WORKING DATA Block Start

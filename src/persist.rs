//! JSON documents on disk, replaced atomically.

use std::io;
use std::path::{Path, PathBuf};

use serde::Serialize;
use serde::de::DeserializeOwned;

/// Outcome of reading a JSON document.
#[derive(Debug)]
pub enum Loaded<T> {
    Missing,
    Parsed(T),
    /// File exists but is not a valid document.
    Unparseable(String),
}

pub fn read_json<T: DeserializeOwned>(path: &Path) -> io::Result<Loaded<T>> {
    let content = match std::fs::read_to_string(path) {
        Ok(content) => content,
        Err(e) if e.kind() == io::ErrorKind::NotFound => return Ok(Loaded::Missing),
        Err(e) => return Err(e),
    };

    if content.trim().is_empty() {
        return Ok(Loaded::Missing);
    }

    Ok(match serde_json::from_str(&content) {
        Ok(value) => Loaded::Parsed(value),
        Err(e) => Loaded::Unparseable(e.to_string()),
    })
}

/// Write to `{path}.tmp`, then rename over `path`. Readers see either the old
/// or the new document, never a partial one.
pub fn write_json_atomic<T: Serialize>(path: &Path, value: &T) -> io::Result<()> {
    if let Some(parent) = path.parent() {
        std::fs::create_dir_all(parent)?;
    }

    let content = serde_json::to_string_pretty(value).map_err(io::Error::other)?;

    let temp_path = temp_path(path);
    std::fs::write(&temp_path, content)?;
    std::fs::rename(&temp_path, path).inspect_err(|_| {
        let _ = std::fs::remove_file(&temp_path);
    })
}

/// Move an unreadable document aside so a fresh one can take its place.
pub fn quarantine(path: &Path) -> io::Result<PathBuf> {
    let mut name = path.as_os_str().to_owned();
    name.push(".corrupt");
    let target = PathBuf::from(name);
    std::fs::rename(path, &target)?;
    Ok(target)
}

fn temp_path(path: &Path) -> PathBuf {
    let mut name = path.as_os_str().to_owned();
    name.push(".tmp");
    PathBuf::from(name)
}

#[cfg(test)]
mod tests {
    use super::*;
    use std::collections::BTreeMap;
    use tempfile::TempDir;

    #[test]
    fn missing_and_empty_files_read_as_missing() {
        let temp_dir = TempDir::new().unwrap();
        let path = temp_dir.path().join("doc.json");
        assert!(matches!(read_json::<BTreeMap<String, u32>>(&path).unwrap(), Loaded::Missing));

        std::fs::write(&path, "  \n").unwrap();
        assert!(matches!(read_json::<BTreeMap<String, u32>>(&path).unwrap(), Loaded::Missing));
    }

    #[test]
    fn atomic_write_leaves_no_temp_file() {
        let temp_dir = TempDir::new().unwrap();
        let path = temp_dir.path().join("nested/doc.json");
        let mut doc = BTreeMap::new();
        doc.insert("a".to_string(), 1u32);

        write_json_atomic(&path, &doc).unwrap();

        assert!(!temp_dir.path().join("nested/doc.json.tmp").exists());
        match read_json::<BTreeMap<String, u32>>(&path).unwrap() {
            Loaded::Parsed(read) => assert_eq!(read, doc),
            other => panic!("unexpected {:?}", other),
        }
    }

    #[test]
    fn garbage_is_reported_and_can_be_quarantined() {
        let temp_dir = TempDir::new().unwrap();
        let path = temp_dir.path().join("doc.json");
        std::fs::write(&path, "{not json").unwrap();

        assert!(matches!(
            read_json::<BTreeMap<String, u32>>(&path).unwrap(),
            Loaded::Unparseable(_)
        ));

        let moved = quarantine(&path).unwrap();
        assert!(!path.exists());
        assert_eq!(moved, temp_dir.path().join("doc.json.corrupt"));
    }
}
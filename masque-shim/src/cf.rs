//! The few CoreFoundation calls needed to build and read CF return values.
//!
//! Every `*_create` helper returns an owned (+1) reference.

use std::ffi::{CString, c_void};

use libc::c_char;

pub type CFTypeRef = *const c_void;
pub type CFStringRef = *const c_void;
type CFIndex = isize;

const UTF8: u32 = 0x0800_0100;

#[repr(C)]
pub struct DictionaryCallBacks {
    _opaque: [u8; 0],
}

#[link(name = "CoreFoundation", kind = "framework")]
unsafe extern "C" {
    static kCFTypeDictionaryKeyCallBacks: DictionaryCallBacks;
    static kCFTypeDictionaryValueCallBacks: DictionaryCallBacks;

    fn CFStringCreateWithCString(alloc: CFTypeRef, cstr: *const c_char, encoding: u32) -> CFStringRef;
    fn CFStringGetCString(s: CFStringRef, buf: *mut c_char, size: CFIndex, encoding: u32) -> u8;
    fn CFDataCreate(alloc: CFTypeRef, bytes: *const u8, len: CFIndex) -> CFTypeRef;
    fn CFDictionaryCreate(
        alloc: CFTypeRef,
        keys: *const CFTypeRef,
        values: *const CFTypeRef,
        count: CFIndex,
        key_callbacks: *const DictionaryCallBacks,
        value_callbacks: *const DictionaryCallBacks,
    ) -> CFTypeRef;
    fn CFRelease(cf: CFTypeRef);
}

fn non_null(cf: CFTypeRef) -> Option<CFTypeRef> {
    (!cf.is_null()).then_some(cf)
}

pub fn string_create(value: &str) -> Option<CFStringRef> {
    let value = CString::new(value).ok()?;
    non_null(unsafe { CFStringCreateWithCString(std::ptr::null(), value.as_ptr(), UTF8) })
}

pub fn data_create(bytes: &[u8]) -> Option<CFTypeRef> {
    non_null(unsafe { CFDataCreate(std::ptr::null(), bytes.as_ptr(), bytes.len() as CFIndex) })
}

/// Contents of a CFString, or `None` for null or oversized strings.
pub fn string_value(s: CFStringRef) -> Option<String> {
    if s.is_null() {
        return None;
    }
    let mut buf = [0 as c_char; 256];
    if unsafe { CFStringGetCString(s, buf.as_mut_ptr(), buf.len() as CFIndex, UTF8) } == 0 {
        return None;
    }
    let value = unsafe { std::ffi::CStr::from_ptr(buf.as_ptr()) };
    Some(value.to_string_lossy().into_owned())
}

/// Dictionary with string keys. Takes ownership of every value, including
/// on failure; a null value fails the whole dictionary.
pub fn dictionary_create(entries: Vec<(&str, CFTypeRef)>) -> Option<CFTypeRef> {
    let (names, values): (Vec<&str>, Vec<CFTypeRef>) = entries.into_iter().unzip();
    let keys: Vec<CFStringRef> = names
        .iter()
        .map(|name| string_create(name).unwrap_or(std::ptr::null()))
        .collect();

    let complete = keys.iter().chain(&values).all(|cf| !cf.is_null());
    let dict = if complete {
        non_null(unsafe {
            CFDictionaryCreate(
                std::ptr::null(),
                keys.as_ptr(),
                values.as_ptr(),
                keys.len() as CFIndex,
                &raw const kCFTypeDictionaryKeyCallBacks,
                &raw const kCFTypeDictionaryValueCallBacks,
            )
        })
    } else {
        None
    };

    // The dictionary retained what it needs.
    for cf in keys.into_iter().chain(values) {
        release(cf);
    }
    dict
}

pub fn release(cf: CFTypeRef) {
    if !cf.is_null() {
        unsafe { CFRelease(cf) };
    }
}
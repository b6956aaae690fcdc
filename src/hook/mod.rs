//! Inline function hooking.
//!
//! [`HookEngine`] overwrites the prologue of a target function with an
//! absolute branch to a replacement, and hands back a trampoline that runs
//! the displaced instructions before jumping back into the original body.
//! Everything that depends on the instruction set lives behind
//! [`CodePatcher`]; the engine itself only manages memory and bookkeeping.

use std::collections::HashMap;
use std::ffi::c_void;
use std::sync::{Mutex, MutexGuard, OnceLock};

use tracing::{debug, info, warn};

use crate::error::HookError;

pub mod aarch64;
pub mod memory;
pub mod x86_64;

use memory::ExecBuffer;

/// Upper bound on the number of prologue bytes ever displaced.
pub const MAX_PROLOGUE: usize = 32;

/// Displaced prologue rewritten to run from a trampoline.
#[derive(Debug, Clone, PartialEq, Eq)]
pub struct RelocatedPrologue {
    /// Bytes consumed at the target, always whole instructions.
    pub saved_len: usize,
    /// Equivalent code for the trampoline address.
    pub code: Vec<u8>,
}

/// Instruction-set specific half of inline hooking.
pub trait CodePatcher: Send + Sync {
    /// Length of the absolute branch written over a prologue.
    fn branch_size(&self) -> usize;

    /// Whether trampolines should be mapped close to their target.
    fn wants_near_trampoline(&self) -> bool;

    /// Absolute branch from `from` to `to`, exactly `branch_size()` bytes.
    fn encode_branch(&self, from: usize, to: usize) -> Vec<u8>;

    /// Filler for patched bytes beyond the branch.
    fn padding(&self, len: usize) -> Vec<u8>;

    /// Decode whole instructions of `code` (read at `target`) until at least
    /// `branch_size()` bytes are covered, and rewrite them for `trampoline`.
    fn relocate_prologue(
        &self,
        code: &[u8],
        target: usize,
        trampoline: usize,
    ) -> Result<RelocatedPrologue, HookError>;

    /// Change protection of the pages under `[addr, addr + len)`.
    fn protect(&self, addr: usize, len: usize, prot: libc::c_int) -> Result<(), HookError> {
        memory::protect(addr, len, prot)
    }
}

/// Patcher that refuses everything, for targets without an implementation.
#[derive(Debug, Default, Clone, Copy)]
pub struct UnsupportedPatcher;

impl CodePatcher for UnsupportedPatcher {
    fn branch_size(&self) -> usize {
        0
    }

    fn wants_near_trampoline(&self) -> bool {
        false
    }

    fn encode_branch(&self, _from: usize, _to: usize) -> Vec<u8> {
        Vec::new()
    }

    fn padding(&self, _len: usize) -> Vec<u8> {
        Vec::new()
    }

    fn relocate_prologue(
        &self,
        _code: &[u8],
        _target: usize,
        _trampoline: usize,
    ) -> Result<RelocatedPrologue, HookError> {
        Err(HookError::UnsupportedArchitecture)
    }
}

#[cfg(target_arch = "x86_64")]
pub type NativePatcher = x86_64::X86_64Patcher;

#[cfg(target_arch = "aarch64")]
pub type NativePatcher = aarch64::Arm64Patcher;

#[cfg(not(any(target_arch = "x86_64", target_arch = "aarch64")))]
pub type NativePatcher = UnsupportedPatcher;

/// Bookkeeping for one patched target.
pub struct HookRecord {
    target: usize,
    replacement: usize,
    trampoline: ExecBuffer,
    saved_prologue: [u8; MAX_PROLOGUE],
    saved_len: usize,
    active: bool,
}

impl HookRecord {
    pub fn target(&self) -> usize {
        self.target
    }

    pub fn replacement(&self) -> usize {
        self.replacement
    }

    pub fn trampoline(&self) -> usize {
        self.trampoline.addr()
    }

    fn saved_prologue(&self) -> &[u8] {
        &self.saved_prologue[..self.saved_len]
    }

    pub fn is_active(&self) -> bool {
        self.active
    }
}

/// Installs and removes inline hooks in the running process.
///
/// A single lock serializes every install and removal, so no two patches
/// ever race on the same code page.
pub struct HookEngine<P: CodePatcher = NativePatcher> {
    patcher: P,
    hooks: Mutex<HashMap<usize, HookRecord>>,
}

impl HookEngine<NativePatcher> {
    pub fn new() -> Self {
        Self::with_patcher(NativePatcher::default())
    }

    /// Process-wide engine shared by all interception bindings.
    pub fn global() -> &'static HookEngine {
        static ENGINE: OnceLock<HookEngine> = OnceLock::new();
        ENGINE.get_or_init(HookEngine::new)
    }
}

impl Default for HookEngine<NativePatcher> {
    fn default() -> Self {
        Self::new()
    }
}
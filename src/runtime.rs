//! One-stop facade over profiles, identifiers and path translation, bound
//! to a single host application.

use std::path::{Path, PathBuf};
use std::sync::Arc;

use tracing::info;

use crate::config::Config;
use crate::error::{ProfileError, Result};
use crate::identifiers::{HostSystem, IdentifierKind, IdentifierStore, KindStatus, Resolution, SystemValues};
use crate::paths::PathTranslator;
use crate::profile::{Profile, ProfileContext, ProfileController};

pub struct Runtime {
    bundle_id: String,
    context: Arc<ProfileContext>,
    translator: Arc<PathTranslator>,
    store: Arc<IdentifierStore>,
    controller: ProfileController,
    system: Box<dyn SystemValues>,
}

impl Runtime {
    pub fn new(config: &Config) -> Self {
        Self::with_system(config, HostSystem)
    }

    pub fn with_system(config: &Config, system: impl SystemValues + 'static) -> Self {
        let context = Arc::new(ProfileContext::new());
        let translator = Arc::new(
            PathTranslator::new(&config.root, context.clone())
                .with_system_apps(config.system_apps.iter().cloned()),
        );
        let store = Arc::new(IdentifierStore::new(&config.root, context.clone()));
        let controller =
            ProfileController::new(&config.root, context.clone(), translator.clone(), store.clone());

        Self {
            bundle_id: config.bundle_id.clone(),
            context,
            translator,
            store,
            controller,
            system: Box::new(system),
        }
    }

    /// Build a runtime and reactivate the previously selected profile.
    pub fn start(config: &Config) -> Result<Self> {
        let runtime = Self::new(config);
        match runtime.controller.resume()? {
            Some(id) => info!("Resumed profile {} for {}", id, runtime.bundle_id),
            None => info!("No profile selected for {}", runtime.bundle_id),
        }
        Ok(runtime)
    }

    pub fn bundle_id(&self) -> &str {
        &self.bundle_id
    }

    pub fn context(&self) -> &Arc<ProfileContext> {
        &self.context
    }

    pub fn translator(&self) -> &PathTranslator {
        &self.translator
    }

    pub fn store(&self) -> &IdentifierStore {
        &self.store
    }

    pub fn controller(&self) -> &ProfileController {
        &self.controller
    }

    pub fn current_profile_id(&self) -> Option<String> {
        self.context.current()
    }

    /// Switch to `profile_id`. Returns `false` if it was already current.
    pub fn profile_did_change(&self, profile_id: &str) -> Result<bool> {
        Ok(self.controller.switch_profile(profile_id)?)
    }

    pub fn create_profile(&self, label: &str, id: Option<&str>) -> Result<Profile> {
        Ok(self.controller.create_profile(label, id)?)
    }

    pub fn list_profiles(&self) -> Result<Vec<Profile>> {
        Ok(self.controller.list_profiles()?)
    }

    pub fn delete_profile(&self, profile_id: &str) -> Result<()> {
        Ok(self.controller.delete_profile(profile_id)?)
    }

    pub fn is_identifier_enabled(&self, kind: IdentifierKind) -> Result<bool> {
        self.with_active(|id| Ok(self.store.is_enabled(kind, id)?))
    }

    pub fn set_identifier_enabled(&self, kind: IdentifierKind, enabled: bool) -> Result<()> {
        self.with_active(|id| Ok(self.store.set_enabled(kind, id, enabled)?))
    }

    /// The value the host app should see: spoofed when enabled and a
    /// profile is active, the real one otherwise.
    pub fn current_value_for_identifier(&self, kind: IdentifierKind) -> Result<Option<String>> {
        match self.store.resolve(kind, &self.bundle_id)? {
            Resolution::Spoofed(value) => Ok(Some(value)),
            Resolution::Passthrough => Ok(self.system.system_value(kind, &self.bundle_id)),
        }
    }

    pub fn regenerate_all_enabled_identifiers(&self) -> Result<usize> {
        self.with_active(|id| Ok(self.store.regenerate_all(id)?))
    }

    pub fn regenerate_identifier(&self, kind: IdentifierKind) -> Result<String> {
        self.with_active(|id| Ok(self.store.regenerate(kind, &self.bundle_id, id)?))
    }

    pub fn identifier_status(&self) -> Result<Vec<KindStatus>> {
        self.with_active(|id| Ok(self.store.status(&self.bundle_id, id)?))
    }

    pub fn app_data_path(&self, bundle_id: &str, profile_id: &str) -> PathBuf {
        self.translator.app_data_path(bundle_id, profile_id)
    }

    pub fn is_path_redirectable(&self, path: &Path, bundle_id: &str) -> bool {
        self.translator.is_path_redirectable(path, bundle_id)
    }

    /// Translate `path` for this runtime's app under the current profile.
    pub fn translate_path(&self, path: &Path) -> Result<PathBuf> {
        Ok(self.translator.redirect(path, &self.bundle_id)?)
    }

    /// Run `f` with the current profile id, read-locked for the duration.
    fn with_active<R>(&self, f: impl FnOnce(&str) -> Result<R>) -> Result<R> {
        let guard = self.context.read();
        let id = guard.profile_id().ok_or(ProfileError::NotActive)?;
        f(id)
    }
}

#[cfg(test)]
mod tests {
    use super::*;
    use crate::error::Error;
    use tempfile::TempDir;

    struct FakeSystem;

    impl SystemValues for FakeSystem {
        fn system_value(&self, kind: IdentifierKind, _bundle_id: &str) -> Option<String> {
            (kind == IdentifierKind::DeviceName).then(|| "Real Device".to_string())
        }
    }

    fn runtime(temp_dir: &TempDir) -> Runtime {
        let config = Config {
            root: temp_dir.path().to_path_buf(),
            bundle_id: "com.example.app".to_string(),
            system_apps: Vec::new(),
        };
        Runtime::with_system(&config, FakeSystem)
    }

    #[test]
    fn inactive_runtime_passes_everything_through() {
        let temp_dir = TempDir::new().unwrap();
        let rt = runtime(&temp_dir);

        assert_eq!(rt.current_profile_id(), None);
        assert_eq!(
            rt.current_value_for_identifier(IdentifierKind::DeviceName).unwrap().as_deref(),
            Some("Real Device")
        );
        assert!(matches!(
            rt.is_identifier_enabled(IdentifierKind::Idfa),
            Err(Error::Profile(ProfileError::NotActive))
        ));

        let path = Path::new("/var/mobile/Containers/Data/Application/3F2504E0-4F89-41D3-9A0C-0305E82C3301/Documents");
        assert_eq!(rt.translate_path(path).unwrap(), path);
    }

    #[test]
    fn switching_profiles_changes_identity_and_storage() {
        let temp_dir = TempDir::new().unwrap();
        let rt = runtime(&temp_dir);
        let path = Path::new(
            "/var/mobile/Containers/Data/Application/3F2504E0-4F89-41D3-9A0C-0305E82C3301/Library/Preferences",
        );

        rt.create_profile("First", Some("p1")).unwrap();
        rt.create_profile("Second", Some("p2")).unwrap();

        assert!(rt.profile_did_change("p1").unwrap());
        let idfa_p1 = rt.current_value_for_identifier(IdentifierKind::Idfa).unwrap().unwrap();
        let path_p1 = rt.translate_path(path).unwrap();

        assert!(rt.profile_did_change("p2").unwrap());
        let idfa_p2 = rt.current_value_for_identifier(IdentifierKind::Idfa).unwrap().unwrap();
        assert_eq!(
            rt.translate_path(path).unwrap(),
            temp_dir
                .path()
                .join("profiles/p2/apps/com.example.app/data/Library/Preferences")
        );

        assert_ne!(idfa_p1, idfa_p2);
        assert!(path_p1.starts_with(temp_dir.path().join("profiles/p1")));
        assert_eq!(
            rt.app_data_path("com.example.app", "p2"),
            temp_dir.path().join("profiles/p2/apps/com.example.app/data")
        );
    }

    #[test]
    fn disabled_identifier_reports_real_value() {
        let temp_dir = TempDir::new().unwrap();
        let rt = runtime(&temp_dir);
        rt.profile_did_change("p1").unwrap();

        let spoofed = rt.current_value_for_identifier(IdentifierKind::DeviceName).unwrap().unwrap();
        assert_ne!(spoofed, "Real Device");

        rt.set_identifier_enabled(IdentifierKind::DeviceName, false).unwrap();
        assert!(!rt.is_identifier_enabled(IdentifierKind::DeviceName).unwrap());
        assert_eq!(
            rt.current_value_for_identifier(IdentifierKind::DeviceName).unwrap().as_deref(),
            Some("Real Device")
        );

        rt.set_identifier_enabled(IdentifierKind::DeviceName, true).unwrap();
        assert_eq!(
            rt.current_value_for_identifier(IdentifierKind::DeviceName).unwrap(),
            Some(spoofed)
        );
    }

    #[test]
    fn regenerate_all_changes_values() {
        let temp_dir = TempDir::new().unwrap();
        let rt = runtime(&temp_dir);
        rt.profile_did_change("p1").unwrap();

        let before = rt.current_value_for_identifier(IdentifierKind::Idfa).unwrap();
        assert!(rt.regenerate_all_enabled_identifiers().unwrap() > 0);
        assert_ne!(rt.current_value_for_identifier(IdentifierKind::Idfa).unwrap(), before);
    }

    #[test]
    fn start_resumes_previous_selection() {
        let temp_dir = TempDir::new().unwrap();
        runtime(&temp_dir).profile_did_change("p1").unwrap();

        let config = Config {
            root: temp_dir.path().to_path_buf(),
            bundle_id: "com.example.app".to_string(),
            system_apps: Vec::new(),
        };
        let rt = Runtime::start(&config).unwrap();
        assert_eq!(rt.current_profile_id().as_deref(), Some("p1"));
        assert!(rt.list_profiles().unwrap().iter().any(|p| p.id == "p1"));
    }
}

WORKING DATA Block End

● WHAT TO PRODUCE:
Return the lines of the listing where the string "entries" appears.

● SOLUTION TO THIS PROBLEM:
pub fn dictionary_create(entries: Vec<(&str, CFTypeRef)>) -> Option<CFTypeRef> {
    let (names, values): (Vec<&str>, Vec<CFTypeRef>) = entries.into_iter().unzip();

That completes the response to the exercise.